Suspicious review: James Nesbitt is constantly angry at an unbearable Luther-lite

In Suspect (Channel 4), James Nesbitt plays a silly detective caught in a slap … oh, Dad, of course he doesn’t. Nesbitt is Danny, a grumpy and troubled cop, married at work, away from his family, who ends up unofficially investigating the murder of a close relative. This is a remake of a popular Danish black series Forhøret, so it would never be a fun game, but you have to focus on the dark side so that Nesbitt’s latest outing as a troubled cop, Bloodlands, seems optimistic.

There are two episodes in the evening until it ends on Wednesday. I was allowed to see seven of the eight, so if the big revelation makes it one of the smartest crime series of all time, I can only apologize for being premature. It’s such a pronounced winter cold that I almost put on a sweater, so it seems weird to undress it during a warm week in June. Each short episode is a two-way conversation between Nesbitt and another actor, although occasionally others intervene for a minute or two. It’s no different than the Netflix Criminal series, though one case was analyzed per episode, rather than placing one case throughout the race.

The case, then. Danny enters the morgue to talk to pathologist Jackie (Joely Richardson) about the body of an unidentified young woman, who presents herself as a suicide. Naturally, he is wary of the circumstances, because that is the kind of copper he is. After some technical notes, Danny leaves, just to get something back on the slab. (Much of the plot progresses by the intuition of the characters.) He recognizes the necklace that has been placed in a sterile plastic pot. Let out a howl of pain.

It’s not too spoiler to reveal that the body turns out to be that of his daughter, Christina, because the rest of the series depends on Danny moving around trying to figure out who killed her. But not before she had a seizure at the morgue, refusing to believe that Christina had committed suicide. “Open it, or I’ll do it myself,” he roars, waving a scalpel at Jackie, who has locked him in the funeral home with him. “They’re going to throw the fucking book at you for that,” she spat. The suspect is many things, but the underestimated is not one of them.

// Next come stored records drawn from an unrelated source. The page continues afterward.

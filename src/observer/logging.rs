//! Packet Logging Observer

use std::time::SystemTime;

use tracing::info;

use super::{Direction, PacketObserver};
use crate::protocol::{classify, BlockPos, Packet, PlayStatusCode, Vec3};

/// Structured description of one observed packet
#[derive(Debug, Clone, PartialEq)]
pub struct PacketRecord {
    pub direction: Direction,
    pub kind: &'static str,
    pub timestamp: SystemTime,
    pub details: RecordDetails,
}

/// Kind-specific fields worth surfacing
#[derive(Debug, Clone, PartialEq)]
pub enum RecordDetails {
    ChangeDimension {
        dimension: i32,
        respawn: bool,
        position: Vec3,
    },
    PlayStatus {
        status: PlayStatusCode,
    },
    PlayerAction {
        action_type: i32,
        block_position: BlockPos,
        block_face: i32,
        result_position: BlockPos,
    },
    Initialised {
        entity_runtime_id: u64,
    },
    Generic {
        payload: String,
    },
}

/// Default observer: logs every packet outside the suppression set
#[derive(Debug, Clone, Copy, Default)]
pub struct LoggingObserver;

impl LoggingObserver {
    pub fn new() -> Self {
        Self
    }

    /// Build the record for a packet, or `None` if its kind is suppressed
    pub fn record(&self, direction: Direction, packet: &Packet) -> Option<PacketRecord> {
        let classification = classify(packet);
        if classification.suppressed {
            return None;
        }

        let details = match packet {
            Packet::ChangeDimension(p) => RecordDetails::ChangeDimension {
                dimension: p.dimension,
                respawn: p.respawn,
                position: p.position,
            },
            Packet::PlayStatus(p) => RecordDetails::PlayStatus { status: p.status },
            Packet::PlayerAction(p) => RecordDetails::PlayerAction {
                action_type: p.action_type,
                block_position: p.block_position,
                block_face: p.block_face,
                result_position: p.result_position,
            },
            Packet::SetLocalPlayerAsInitialised(p) => RecordDetails::Initialised {
                entity_runtime_id: p.entity_runtime_id,
            },
            other => RecordDetails::Generic {
                payload: format!("{:?}", other),
            },
        };

        Some(PacketRecord {
            direction,
            kind: classification.kind_name,
            timestamp: SystemTime::now(),
            details,
        })
    }

    fn emit(&self, record: &PacketRecord) {
        let timestamp = humantime::format_rfc3339_millis(record.timestamp);
        match &record.details {
            RecordDetails::ChangeDimension {
                dimension,
                respawn,
                position,
            } => info!(
                direction = %record.direction,
                kind = record.kind,
                %timestamp,
                dimension,
                respawn,
                position = %position,
                "Received Change Dimension on {}",
                record.direction
            ),
            RecordDetails::PlayStatus { status } => info!(
                direction = %record.direction,
                kind = record.kind,
                %timestamp,
                status = ?status,
                status_code = *status as i32,
                "Received Play Status on {}",
                record.direction
            ),
            RecordDetails::PlayerAction {
                action_type,
                block_position,
                block_face,
                result_position,
            } => info!(
                direction = %record.direction,
                kind = record.kind,
                %timestamp,
                action_type,
                block_position = %block_position,
                block_face,
                result_position = %result_position,
                "Received Player Action on {}",
                record.direction
            ),
            RecordDetails::Initialised { entity_runtime_id } => info!(
                direction = %record.direction,
                kind = record.kind,
                %timestamp,
                entity_runtime_id,
                "Received Set Local Player As Initialised on {}",
                record.direction
            ),
            RecordDetails::Generic { payload } => info!(
                direction = %record.direction,
                kind = record.kind,
                %timestamp,
                payload = %payload,
                "Received {} on {}",
                record.kind,
                record.direction
            ),
        }
    }
}

impl PacketObserver for LoggingObserver {
    fn observe(&self, direction: Direction, packet: &Packet) {
        if let Some(record) = self.record(direction, packet) {
            self.emit(&record);
        }
    }
}
//! Connection Manager Implementation

use std::sync::atomic::{AtomicBool, AtomicUsize, Ordering};
use std::sync::Arc;

use tokio::sync::broadcast;
use tracing::{debug, error, info, warn};

use crate::auth::CredentialManager;
use crate::observer::PacketObserver;
use crate::relay::Session;
use crate::transport::{ConnError, Dialer, PacketConn, PacketListener};
use crate::Result;

/// Accepts clients and runs one session per client
pub struct ConnectionManager<L, D> {
    listener: Arc<L>,
    dialer: Arc<D>,
    credentials: Arc<CredentialManager>,
    observer: Arc<dyn PacketObserver>,
    upstream_addr: Arc<str>,
    active_sessions: Arc<AtomicUsize>,
    total_sessions: AtomicUsize,
    shutdown_flag: AtomicBool,
    shutdown_tx: broadcast::Sender<()>,
}

/// Keeps the active session count accurate however a session task ends
struct SessionSlot {
    active_sessions: Arc<AtomicUsize>,
}

impl SessionSlot {
    fn acquire(active_sessions: &Arc<AtomicUsize>) -> Self {
        active_sessions.fetch_add(1, Ordering::Relaxed);
        Self {
            active_sessions: Arc::clone(active_sessions),
        }
    }
}

impl Drop for SessionSlot {
    fn drop(&mut self) {
        self.active_sessions.fetch_sub(1, Ordering::Relaxed);
    }
}

impl<L, D> ConnectionManager<L, D>
where
    L: PacketListener,
    D: Dialer,
{
    pub fn new(
        listener: L,
        dialer: D,
        credentials: Arc<CredentialManager>,
        observer: Arc<dyn PacketObserver>,
        upstream_addr: impl Into<String>,
    ) -> Self {
        let (shutdown_tx, _) = broadcast::channel(1);
        let upstream_addr: String = upstream_addr.into();

        Self {
            listener: Arc::new(listener),
            dialer: Arc::new(dialer),
            credentials,
            observer,
            upstream_addr: Arc::from(upstream_addr),
            active_sessions: Arc::new(AtomicUsize::new(0)),
            total_sessions: AtomicUsize::new(0),
            shutdown_flag: AtomicBool::new(false),
            shutdown_tx,
        }
    }

    /// Accept clients until the listener closes or shutdown is requested.
    ///
    /// Accept failures are logged and do not stop the loop.
    pub async fn run(&self) -> Result<()> {
        info!("Relaying clients to upstream {}", self.upstream_addr);
        let mut shutdown_rx = self.shutdown_tx.subscribe();

        loop {
            if self.shutdown_flag.load(Ordering::Relaxed) {
                info!("Shutdown flag set, stopping connection acceptance");
                break;
            }

            tokio::select! {
                accept_result = self.listener.accept() => {
                    match accept_result {
                        Ok(client) => self.spawn_session(client),
                        Err(ConnError::Closed) => {
                            info!("Listener closed, stopping connection acceptance");
                            break;
                        }
                        Err(e) => {
                            error!("An error occurred whilst accepting client: {}", e);
                        }
                    }
                }
                _ = shutdown_rx.recv() => {
                    info!("Received shutdown signal, stopping connection acceptance");
                    break;
                }
            }
        }

        info!(
            "Connection acceptance loop stopped ({} sessions still active)",
            self.active_sessions()
        );
        Ok(())
    }

    fn spawn_session(&self, client: L::Conn) {
        let session_number = self.total_sessions.fetch_add(1, Ordering::Relaxed) + 1;
        let slot = SessionSlot::acquire(&self.active_sessions);
        let dialer = Arc::clone(&self.dialer);
        let credentials = Arc::clone(&self.credentials);
        let observer = Arc::clone(&self.observer);
        let upstream_addr = Arc::clone(&self.upstream_addr);

        let peer = client.peer();
        debug!("Accepted client #{} from {}", session_number, peer);

        tokio::spawn(async move {
            let _slot = slot;

            let token = credentials.token().await;

            match Session::connect(client, &*dialer, &upstream_addr, &token, observer).await {
                Ok(session) => {
                    session.run().await;
                }
                Err(e) => {
                    error!("An error occurred whilst handling client {}: {}", peer, e);
                }
            }
        });
    }

    /// Number of sessions currently running
    pub fn active_sessions(&self) -> usize {
        self.active_sessions.load(Ordering::Relaxed)
    }

    /// Total number of clients accepted so far
    pub fn total_sessions(&self) -> usize {
        self.total_sessions.load(Ordering::Relaxed)
    }

    pub fn stats(&self) -> ConnectionStats {
        ConnectionStats {
            active_sessions: self.active_sessions(),
            total_sessions_served: self.total_sessions(),
        }
    }

    /// Close the listener and stop the accept loop. Sessions already
    /// running are left to end with the process.
    pub fn initiate_shutdown(&self) {
        if self.shutdown_flag.swap(true, Ordering::Relaxed) {
            return;
        }
        info!("Initiating shutdown of connection manager");
        self.listener.close();

        if let Err(e) = self.shutdown_tx.send(()) {
            debug!("No accept loop listening for shutdown: {}", e);
        }
    }

    pub fn is_shutting_down(&self) -> bool {
        self.shutdown_flag.load(Ordering::Relaxed)
    }
}

impl<L, D> Drop for ConnectionManager<L, D> {
    fn drop(&mut self) {
        let active = self.active_sessions.load(Ordering::Relaxed);
        if active > 0 {
            warn!("Connection manager dropped with {} active sessions", active);
        }
    }
}

/// Accept loop counters
#[derive(Debug, Clone, Copy, PartialEq, Eq)]
pub struct ConnectionStats {
    pub active_sessions: usize,
    pub total_sessions_served: usize,
}
//! Packet Representation

use serde::{Deserialize, Serialize};
use std::fmt;

use super::types::*;

/// Closed set of packet kinds the relay knows by name.
///
/// Anything else decodes as `Unknown` with its numeric id preserved.
#[derive(Debug, Clone, Copy, PartialEq, Eq, Hash, Serialize, Deserialize)]
pub enum PacketKind {
    Login,
    PlayStatus,
    Disconnect,
    StartGame,
    Text,
    SetTime,
    AddActor,
    RemoveActor,
    MoveActorAbsolute,
    MovePlayer,
    LevelEvent,
    ActorEvent,
    UpdateAttributes,
    InventoryTransaction,
    SetActorData,
    SetActorMotion,
    PlayerAction,
    InventoryContent,
    InventorySlot,
    CraftingData,
    CraftingEvent,
    ChangeDimension,
    LevelChunk,
    RequestChunkRadius,
    AvailableCommands,
    SetLocalPlayerAsInitialised,
    LevelSoundEvent,
    NetworkChunkPublisherUpdate,
    BiomeDefinitionList,
    MoveActorDelta,
    PlayerAuthInput,
    CreativeContent,
    SubChunk,
    SubChunkRequest,
    StatusRequest,
    StatusResponse,
    Unknown(u32),
}

impl PacketKind {
    /// Every named kind
    pub const KNOWN: &'static [PacketKind] = &[
        PacketKind::Login,
        PacketKind::PlayStatus,
        PacketKind::Disconnect,
        PacketKind::StartGame,
        PacketKind::Text,
        PacketKind::SetTime,
        PacketKind::AddActor,
        PacketKind::RemoveActor,
        PacketKind::MoveActorAbsolute,
        PacketKind::MovePlayer,
        PacketKind::LevelEvent,
        PacketKind::ActorEvent,
        PacketKind::UpdateAttributes,
        PacketKind::InventoryTransaction,
        PacketKind::SetActorData,
        PacketKind::SetActorMotion,
        PacketKind::PlayerAction,
        PacketKind::InventoryContent,
        PacketKind::InventorySlot,
        PacketKind::CraftingData,
        PacketKind::CraftingEvent,
        PacketKind::ChangeDimension,
        PacketKind::LevelChunk,
        PacketKind::RequestChunkRadius,
        PacketKind::AvailableCommands,
        PacketKind::SetLocalPlayerAsInitialised,
        PacketKind::LevelSoundEvent,
        PacketKind::NetworkChunkPublisherUpdate,
        PacketKind::BiomeDefinitionList,
        PacketKind::MoveActorDelta,
        PacketKind::PlayerAuthInput,
        PacketKind::CreativeContent,
        PacketKind::SubChunk,
        PacketKind::SubChunkRequest,
        PacketKind::StatusRequest,
        PacketKind::StatusResponse,
    ];

    /// Stable human-readable name of this kind
    pub fn name(&self) -> &'static str {
        match self {
            PacketKind::Login => "Login",
            PacketKind::PlayStatus => "PlayStatus",
            PacketKind::Disconnect => "Disconnect",
            PacketKind::StartGame => "StartGame",
            PacketKind::Text => "Text",
            PacketKind::SetTime => "SetTime",
            PacketKind::AddActor => "AddActor",
            PacketKind::RemoveActor => "RemoveActor",
            PacketKind::MoveActorAbsolute => "MoveActorAbsolute",
            PacketKind::MovePlayer => "MovePlayer",
            PacketKind::LevelEvent => "LevelEvent",
            PacketKind::ActorEvent => "ActorEvent",
            PacketKind::UpdateAttributes => "UpdateAttributes",
            PacketKind::InventoryTransaction => "InventoryTransaction",
            PacketKind::SetActorData => "SetActorData",
            PacketKind::SetActorMotion => "SetActorMotion",
            PacketKind::PlayerAction => "PlayerAction",
            PacketKind::InventoryContent => "InventoryContent",
            PacketKind::InventorySlot => "InventorySlot",
            PacketKind::CraftingData => "CraftingData",
            PacketKind::CraftingEvent => "CraftingEvent",
            PacketKind::ChangeDimension => "ChangeDimension",
            PacketKind::LevelChunk => "LevelChunk",
            PacketKind::RequestChunkRadius => "RequestChunkRadius",
            PacketKind::AvailableCommands => "AvailableCommands",
            PacketKind::SetLocalPlayerAsInitialised => "SetLocalPlayerAsInitialised",
            PacketKind::LevelSoundEvent => "LevelSoundEvent",
            PacketKind::NetworkChunkPublisherUpdate => "NetworkChunkPublisherUpdate",
            PacketKind::BiomeDefinitionList => "BiomeDefinitionList",
            PacketKind::MoveActorDelta => "MoveActorDelta",
            PacketKind::PlayerAuthInput => "PlayerAuthInput",
            PacketKind::CreativeContent => "CreativeContent",
            PacketKind::SubChunk => "SubChunk",
            PacketKind::SubChunkRequest => "SubChunkRequest",
            PacketKind::StatusRequest => "StatusRequest",
            PacketKind::StatusResponse => "StatusResponse",
            PacketKind::Unknown(_) => "Unknown",
        }
    }
}

impl fmt::Display for PacketKind {
    fn fmt(&self, f: &mut fmt::Formatter<'_>) -> fmt::Result {
        match self {
            PacketKind::Unknown(id) => write!(f, "Unknown({:#x})", id),
            other => f.write_str(other.name()),
        }
    }
}

/// A decoded protocol message.
///
/// Kinds the relay or the observer look inside get a dedicated body; every
/// other kind travels as `Generic` with its payload left opaque.
#[derive(Debug, Clone, PartialEq, Serialize, Deserialize)]
#[serde(tag = "kind", content = "body")]
pub enum Packet {
    Login(Login),
    Disconnect(Disconnect),
    PlayStatus(PlayStatus),
    StartGame(Box<GameData>),
    ChangeDimension(ChangeDimension),
    PlayerAction(PlayerAction),
    SetLocalPlayerAsInitialised(SetLocalPlayerAsInitialised),
    RequestChunkRadius(RequestChunkRadius),
    Text(Text),
    /// Server list ping; only valid as the first packet on a connection
    StatusRequest,
    StatusResponse(ServerStatus),
    Generic { kind: PacketKind, payload: Vec<u8> },
}

impl Packet {
    /// Build an opaque packet of the given kind
    pub fn generic(kind: PacketKind, payload: impl Into<Vec<u8>>) -> Self {
        Packet::Generic {
            kind,
            payload: payload.into(),
        }
    }

    /// Runtime kind of this packet
    pub fn kind(&self) -> PacketKind {
        match self {
            Packet::Login(_) => PacketKind::Login,
            Packet::Disconnect(_) => PacketKind::Disconnect,
            Packet::PlayStatus(_) => PacketKind::PlayStatus,
            Packet::StartGame(_) => PacketKind::StartGame,
            Packet::ChangeDimension(_) => PacketKind::ChangeDimension,
            Packet::PlayerAction(_) => PacketKind::PlayerAction,
            Packet::SetLocalPlayerAsInitialised(_) => PacketKind::SetLocalPlayerAsInitialised,
            Packet::RequestChunkRadius(_) => PacketKind::RequestChunkRadius,
            Packet::Text(_) => PacketKind::Text,
            Packet::StatusRequest => PacketKind::StatusRequest,
            Packet::StatusResponse(_) => PacketKind::StatusResponse,
            Packet::Generic { kind, .. } => *kind,
        }
    }

    /// Shorthand for a text message packet
    pub fn text(source_name: impl Into<String>, message: impl Into<String>) -> Self {
        Packet::Text(Text {
            source_name: source_name.into(),
            message: message.into(),
        })
    }

    /// Shorthand for a disconnect packet
    pub fn disconnect(message: impl Into<String>) -> Self {
        Packet::Disconnect(Disconnect {
            message: message.into(),
            hide_screen: false,
        })
    }
}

It is clear that Suspect is aimed at a certain mood, a kind of Luther-lite. It’s black, all neon lighting in dark corners, with locations called Crimson Orchid (a strip club), Baz’s Sauna and Gym (a boxing club) and, eh, County Racecourse. But it’s a tense version of noir that doesn’t land, and often ends up as a cartoon. Throughout the series, Danny goes from lead to lead, following in the footsteps of bread crumbs that teach him about his daughter’s life. On her journey of discovery, we meet Christina’s friends, colleagues, partner and various mistakes in her orbit.

As the couple has moved away, Danny knows nothing about Christina’s life as an adult. He kicked her out when she was 15, we are led to believe, when he found her in bed with another girl. From the most flattering point of view, the idea that she might have to learn who her daughter is by gathering the remnants of her life is intriguing. The fact that his life was made up of the parties and people against whom he has spent his fighting career offers a low whisper of tragedy. Anne-Marie Duff, who appears at the end of the series as Christina’s mother, provides a lot of grief and gravity, as expected.

The opening credits, which make this look like a big-budget game and Cluedo’s name, and I guess it is, proudly parade the cast. This is a first-class collection of British and Irish acting talent, from Richard E Grant to Niamh Algar. The subject demands intensity, and Nesbitt has to go face to face with them; after all the fury, I can only imagine that he was shattered after filming it. It’s very theatrical and, strangely, it has the feel of early blocking television, when so much was done with as little as possible. But that’s not confinement, and I found the theater to be so intense (Christina regularly appears to her father as a kind of bright track from beyond) that in episode seven I was completely lost.